Fed Needs to Do More Than Raise Interest Rates
With so many analysts, not to mention market pricing, having settled on a 50-basis-point interest rate increase by the Federal Reserve this week, it would be understandable to assume that it’s a “done deal” when it comes to what the central bank will announce at the conclusion of its policy meeting on Wednesday. The situation could not be further from the truth.

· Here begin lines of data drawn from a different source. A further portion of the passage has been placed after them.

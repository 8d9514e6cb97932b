//! In-memory transport for tests.
//!
//! Replies are scripted per URL and consumed in order. A reply can carry a
//! gate, which lets a test hold a request in flight while another cycle
//! runs to completion.

use std::collections::{HashMap, VecDeque};
use std::sync::{Arc, Mutex};

use async_trait::async_trait;
use tokio::sync::Notify;
use url::Url;

use super::transport::{Transport, TransportError, TransportResult, WireResponse};

/// Two-sided handle for holding a scripted request in flight.
///
/// The transport signals `entered` once the request has claimed its reply,
/// then parks until the test fires `release`.
pub(crate) struct Gate {
    pub(crate) entered: Notify,
    pub(crate) release: Notify,
}

impl Gate {
    fn new() -> Arc<Self> {
        Arc::new(Self {
            entered: Notify::new(),
            release: Notify::new(),
        })
    }
}

enum Reply {
    Response(u16, String),
    Error(TransportError),
}

struct Scripted {
    reply: Reply,
    gate: Option<Arc<Gate>>,
}

/// Scriptable stand-in for `HttpTransport`.
#[derive(Default)]
pub(crate) struct FakeTransport {
    gets: Mutex<HashMap<String, VecDeque<Scripted>>>,
    heads: Mutex<HashMap<String, VecDeque<Scripted>>>,
}

impl FakeTransport {
    pub(crate) fn new() -> Arc<Self> {
        Arc::new(Self::default())
    }

    /// Script a GET reply for `url` (URLs match after normalization,
    /// so include the trailing slash on host-only URLs)
    pub(crate) fn on_get(&self, url: &str, status: u16, body: &str) {
        self.push_get(url, Reply::Response(status, body.to_string()), None);
    }

    pub(crate) fn on_get_error(&self, url: &str, error: TransportError) {
        self.push_get(url, Reply::Error(error), None);
    }

    /// Script a GET reply that parks in flight until the returned gate
    /// is released
    pub(crate) fn on_get_gated(&self, url: &str, status: u16, body: &str) -> Arc<Gate> {
        let gate = Gate::new();
        self.push_get(url, Reply::Response(status, body.to_string()), Some(gate.clone()));
        gate
    }

    pub(crate) fn on_head(&self, url: &str, status: u16) {
        self.push_head(url, Reply::Response(status, String::new()), None);
    }

    pub(crate) fn on_head_error(&self, url: &str, error: TransportError) {
        self.push_head(url, Reply::Error(error), None);
    }

    fn push_get(&self, url: &str, reply: Reply, gate: Option<Arc<Gate>>) {
        self.gets
            .lock()
            .unwrap()
            .entry(url.to_string())
            .or_default()
            .push_back(Scripted { reply, gate });
    }

    fn push_head(&self, url: &str, reply: Reply, gate: Option<Arc<Gate>>) {
        self.heads
            .lock()
            .unwrap()
            .entry(url.to_string())
            .or_default()
            .push_back(Scripted { reply, gate });
    }

    fn claim(map: &Mutex<HashMap<String, VecDeque<Scripted>>>, method: &str, url: &Url) -> Scripted {
        map.lock()
            .unwrap()
            .get_mut(url.as_str())
            .and_then(VecDeque::pop_front)
            .unwrap_or_else(|| panic!("no scripted reply for {} {}", method, url))
    }
}

#[async_trait]
impl Transport for FakeTransport {
    async fn get_json(&self, url: &Url) -> TransportResult<WireResponse> {
        let scripted = Self::claim(&self.gets, "GET", url);
        if let Some(gate) = scripted.gate {
            gate.entered.notify_one();
            gate.release.notified().await;
        }
        match scripted.reply {
            Reply::Response(status, body) => Ok(WireResponse { status, body }),
            Reply::Error(error) => Err(error),
        }
    }

    async fn head(&self, url: &Url) -> TransportResult<u16> {
        let scripted = Self::claim(&self.heads, "HEAD", url);
        if let Some(gate) = scripted.gate {
            gate.entered.notify_one();
            gate.release.notified().await;
        }
        match scripted.reply {
            Reply::Response(status, _) => Ok(status),
            Reply::Error(error) => Err(error),
        }
    }
}
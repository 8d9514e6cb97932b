//! Navigation states rendered by the presentation layer.

/// Where the user lands after a load cycle.
///
/// Every cycle starts at `Splash` and settles on exactly one of the other
/// three states; a retry starts a new cycle back at `Splash`.
#[derive(Debug, Clone, PartialEq, Eq, Default)]
pub enum NavigationState {
    /// Resolution in flight
    #[default]
    Splash,
    /// Local interface; no usable redirect was supplied
    Primary,
    /// Remote destination that answered the reachability check
    Browser { destination: String },
    /// The configuration service itself could not be consulted; the
    /// presentation layer shows the message and offers a retry
    Failure { message: String },
}

impl std::fmt::Display for NavigationState {
    fn fmt(&self, f: &mut std::fmt::Formatter<'_>) -> std::fmt::Result {
        match self {
            NavigationState::Splash => write!(f, "splash"),
            NavigationState::Primary => write!(f, "primary"),
            NavigationState::Browser { destination } => write!(f, "browser: {}", destination),
            NavigationState::Failure { message } => write!(f, "failure: {}", message),
        }
    }
}
//! Configuration endpoint client.

use std::sync::Arc;

use tracing::{debug, warn};
use url::Url;

use super::transport::Transport;
use super::types::{ErrorDetail, FetchOutcome, RemoteConfig};

/// Fixed configuration endpoint queried at startup
pub const CONFIG_ENDPOINT: &str = "https://config.launchgate.app/";

/// Client for the configuration endpoint.
///
/// One GET per call, no retry, no caching. Classification of every way the
/// request can go lives here, so callers only ever match on `FetchOutcome`.
pub struct ConfigFetcher {
    transport: Arc<dyn Transport>,
    endpoint: String,
}

impl ConfigFetcher {
    /// Create a fetcher against the built-in endpoint
    pub fn new(transport: Arc<dyn Transport>) -> Self {
        Self::with_endpoint(transport, CONFIG_ENDPOINT)
    }

    /// Create a fetcher against a custom endpoint (debugging/dev
    /// deployments only)
    pub fn with_endpoint(transport: Arc<dyn Transport>, endpoint: impl Into<String>) -> Self {
        Self {
            transport,
            endpoint: endpoint.into(),
        }
    }

    /// Fetch and classify the remote configuration. Single attempt; the
    /// caller decides whether and when to try again.
    pub async fn fetch(&self) -> FetchOutcome {
        // The endpoint is compiled in, so this only fires on a bad build
        let url = match Url::parse(&self.endpoint) {
            Ok(url) => url,
            Err(e) => {
                warn!("configuration endpoint {:?} does not parse: {}", self.endpoint, e);
                return FetchOutcome::Failed(ErrorDetail::config());
            }
        };

        let response = match self.transport.get_json(&url).await {
            Ok(response) => response,
            Err(e) => {
                warn!("configuration fetch failed: {}", e);
                return FetchOutcome::Failed(ErrorDetail::transport(e.to_string()));
            }
        };

        if response.status == 429 {
            warn!("configuration endpoint is rate limiting");
            return FetchOutcome::RateLimited;
        }

        if !response.is_success() {
            warn!("configuration endpoint returned {}", response.status);
            return FetchOutcome::Failed(ErrorDetail::http(response.status));
        }

        let config: RemoteConfig = match serde_json::from_str(&response.body) {
            Ok(config) => config,
            Err(e) => {
                warn!("configuration body did not parse: {}", e);
                return FetchOutcome::Failed(ErrorDetail::parse(e.to_string()));
            }
        };

        let destination = config.url.filter(|u| !u.is_empty());
        debug!("configuration resolved, destination: {:?}", destination);
        FetchOutcome::Completed { destination }
    }
}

Several consequential issues remain for the Fed to make progress on if it wants to transition from being part of the problem of economic and financial malaise to being part of the solution. Here are my top four:
Regaining the policy narrative through credible forward policy guidance on rates
Lacking credible policy guidance from the Fed and witnessing inflation numbers that have tended to consistently surprise on the upside, markets have rushed to price in a historically aggressive interest rate path for this year. The more Fed officials have shifted to an increasingly hawkish narrative to catch up with market pricing, the more markets have tilted to pricing in not just more increases put also a bigger front-loading of them. By early this week, market pricing implied three consecutive 50-basis-point increases.
The Fed desperately needs to regain control of the policy narrative if it is to have any chance to land the economy softly. Time and time again, the Fed has failed to influence markets with clear and credible policy guardrails.
The more the Fed continues to chase markets in vain, the higher the probability of another serious policy error as it is forced into one of two corner alternatives: either validate market expectations and risk a costly recession or disappoint them and further deanchor inflationary expectations.